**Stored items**
|---|
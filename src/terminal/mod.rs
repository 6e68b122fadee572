//! Interactive terminal front-end over a [`Session`].

mod display;

use std::io::{self, Write};

use log::debug;

pub use display::{DisplayError, TerminalDisplay};

use crate::BoardDisplay;
use crate::error::Result;
use crate::feedback::{BoardFeedback, FeedbackSource, compute_feedback};
use crate::game_logic::Move;
use crate::game_logic::status::{CheckInfo, check_info};
use crate::game_state::Square;
use crate::session::Session;

const HELP: &str = "Commands: reset [w h] | load <fen> | dump | m <move> | l <square> | \
                    x <square> | status | gens | use <name> | best | play | p | q";

/// A parsed terminal command.
#[derive(Debug, Clone, PartialEq, Eq)]
enum Command {
    Reset(u32, u32),
    Load(String),
    Dump,
    Move(String),
    Select(Square),
    Target(Square),
    Status,
    Strategies,
    Use(String),
    Best,
    Play,
    Print,
    Quit,
}

fn parse_command(line: &str) -> std::result::Result<Command, String> {
    let mut parts = line.split_whitespace();
    let Some(name) = parts.next() else {
        return Err(String::new());
    };
    let rest: Vec<&str> = parts.collect();

    let square = |usage: &str| -> std::result::Result<Square, String> {
        match rest.as_slice() {
            [text] => text.parse().map_err(|e| format!("Invalid square: {e}")),
            _ => Err(format!("Usage: {usage}")),
        }
    };

    match name {
        "reset" => match rest.as_slice() {
            [] => Ok(Command::Reset(8, 8)),
            [w, h] => match (w.parse(), h.parse()) {
                (Ok(w), Ok(h)) => Ok(Command::Reset(w, h)),
                _ => Err("Usage: reset [width height]".to_string()),
            },
            _ => Err("Usage: reset [width height]".to_string()),
        },
        "load" if !rest.is_empty() => Ok(Command::Load(rest.join(" "))),
        "load" => Err("Usage: load <fen>".to_string()),
        "dump" => Ok(Command::Dump),
        "m" => match rest.as_slice() {
            [mv] => Ok(Command::Move(mv.to_string())),
            _ => Err("Usage: m <move>".to_string()),
        },
        "l" => square("l <square>").map(Command::Select),
        "x" => square("x <square>").map(Command::Target),
        "status" => Ok(Command::Status),
        "gens" => Ok(Command::Strategies),
        "use" => match rest.as_slice() {
            [strategy] => Ok(Command::Use(strategy.to_string())),
            _ => Err("Usage: use <name>".to_string()),
        },
        "best" => Ok(Command::Best),
        "play" => Ok(Command::Play),
        "p" => Ok(Command::Print),
        "q" => Ok(Command::Quit),
        _ => Err("Unknown command".to_string()),
    }
}

/// Highlights requested by the player plus the check state.
#[derive(Debug, Default)]
struct Selection {
    moves: Vec<Move>,
    selected: Option<Square>,
    target: Option<Square>,
    check: Option<CheckInfo>,
}

impl FeedbackSource for Selection {
    fn legal_moves(&self) -> &[Move] {
        &self.moves
    }

    fn selected(&self) -> Option<Square> {
        self.selected
    }

    fn target(&self) -> Option<Square> {
        self.target
    }

    fn check(&self) -> Option<&CheckInfo> {
        self.check.as_ref()
    }
}

/// Session plus the squares the player has highlighted.
struct Terminal {
    session: Session,
    selected: Option<Square>,
    target: Option<Square>,
}

impl Terminal {
    fn feedback(&self) -> BoardFeedback {
        let selection = Selection {
            moves: self.session.legal_moves(),
            selected: self.selected,
            target: self.target,
            check: check_info(self.session.state()).ok().flatten(),
        };
        compute_feedback(&selection)
    }

    fn clear_selection(&mut self) {
        self.selected = None;
        self.target = None;
    }

    /// Run one command, returning the message to print under the board.
    fn execute(&mut self, command: Command) -> Result<String> {
        Ok(match command {
            Command::Reset(w, h) => {
                self.session.reset(w, h)?;
                self.clear_selection();
                format!("Reset to a {w}x{h} board")
            }
            Command::Load(text) => {
                self.session.load(&text)?;
                self.clear_selection();
                "Position loaded".to_string()
            }
            Command::Dump => self.session.dump(),
            Command::Move(text) => {
                let mv = self.session.apply_notated(&text)?;
                self.clear_selection();
                format!("Played {mv}")
            }
            Command::Select(square) => {
                self.selected = Some(square);
                let moves: Vec<String> = self
                    .session
                    .legal_moves_from(square)
                    .iter()
                    .map(ToString::to_string)
                    .collect();
                moves.join(",")
            }
            Command::Target(square) => {
                self.target = Some(square);
                format!("Capturing on {square}")
            }
            Command::Status => self.session.status()?.to_string(),
            Command::Strategies => {
                let strategies = self.session.strategies();
                format!(
                    "{} (active: {})",
                    strategies.list_names().join(" "),
                    strategies.active_name()
                )
            }
            Command::Use(name) => {
                self.session.strategies_mut().select(&name)?;
                format!("Using {name}")
            }
            Command::Best => self.session.best_move()?.to_string(),
            Command::Play => {
                let mv = self.session.play_best_move()?;
                self.clear_selection();
                format!("Engine played {mv}")
            }
            Command::Print | Command::Quit => String::new(),
        })
    }
}

/// Clears the screen and moves cursor to top-left.
#[inline]
fn clear_screen() {
    print!("\x1B[2J\x1B[H");
}

/// Runs the interactive terminal until `q` or end of input.
pub fn run_interactive_terminal(session: Session) {
    let mut terminal = Terminal {
        session,
        selected: None,
        target: None,
    };
    let mut display = TerminalDisplay::new();

    clear_screen();
    draw_interface(&mut display, &terminal);

    loop {
        print!("> ");
        if let Err(e) = io::stdout().flush() {
            eprintln!("Failed to flush stdout: {}", e);
            break;
        }

        let mut input = String::new();
        match io::stdin().read_line(&mut input) {
            Ok(0) => break,
            Ok(_) => {}
            Err(e) => {
                eprintln!("Failed to read input: {}", e);
                break;
            }
        }

        let command = match parse_command(&input) {
            Ok(Command::Quit) => break,
            Ok(command) => command,
            Err(message) => {
                if !message.is_empty() {
                    println!("{message}");
                }
                continue;
            }
        };
        debug!("Terminal command {:?}", command);

        let message = terminal.execute(command);
        clear_screen();
        draw_interface(&mut display, &terminal);
        match message {
            Ok(text) if text.is_empty() => {}
            Ok(text) => println!("\n{text}"),
            Err(e) => println!("\n❌ {e}"),
        }
    }
}

/// Draws help text, side to move, and the board with highlights.
fn draw_interface(display: &mut TerminalDisplay, terminal: &Terminal) {
    println!("♟️  webchess");
    println!();
    println!("{HELP}");
    println!();

    let state = terminal.session.state();
    if let Err(e) = display.show(state, &terminal.feedback()) {
        eprintln!("Failed to draw board: {}", e);
    }
    println!();
    println!(
        "{} to move | strategy: {}",
        state.turn,
        terminal.session.strategies().active_name()
    );
}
|---|
**WORK ITEM**
Look above for the line holding "Interactive terminal front-end" and the line holding "use crate::game_logic::Move;", then output exactly those two lines and every line between them, nothing more.

**EXPECTED ANSWER**
//! Interactive terminal front-end over a [`Session`].

mod display;

use std::io::{self, Write};

use log::debug;

pub use display::{DisplayError, TerminalDisplay};

use crate::BoardDisplay;
use crate::error::Result;
use crate::feedback::{BoardFeedback, FeedbackSource, compute_feedback};
use crate::game_logic::Move;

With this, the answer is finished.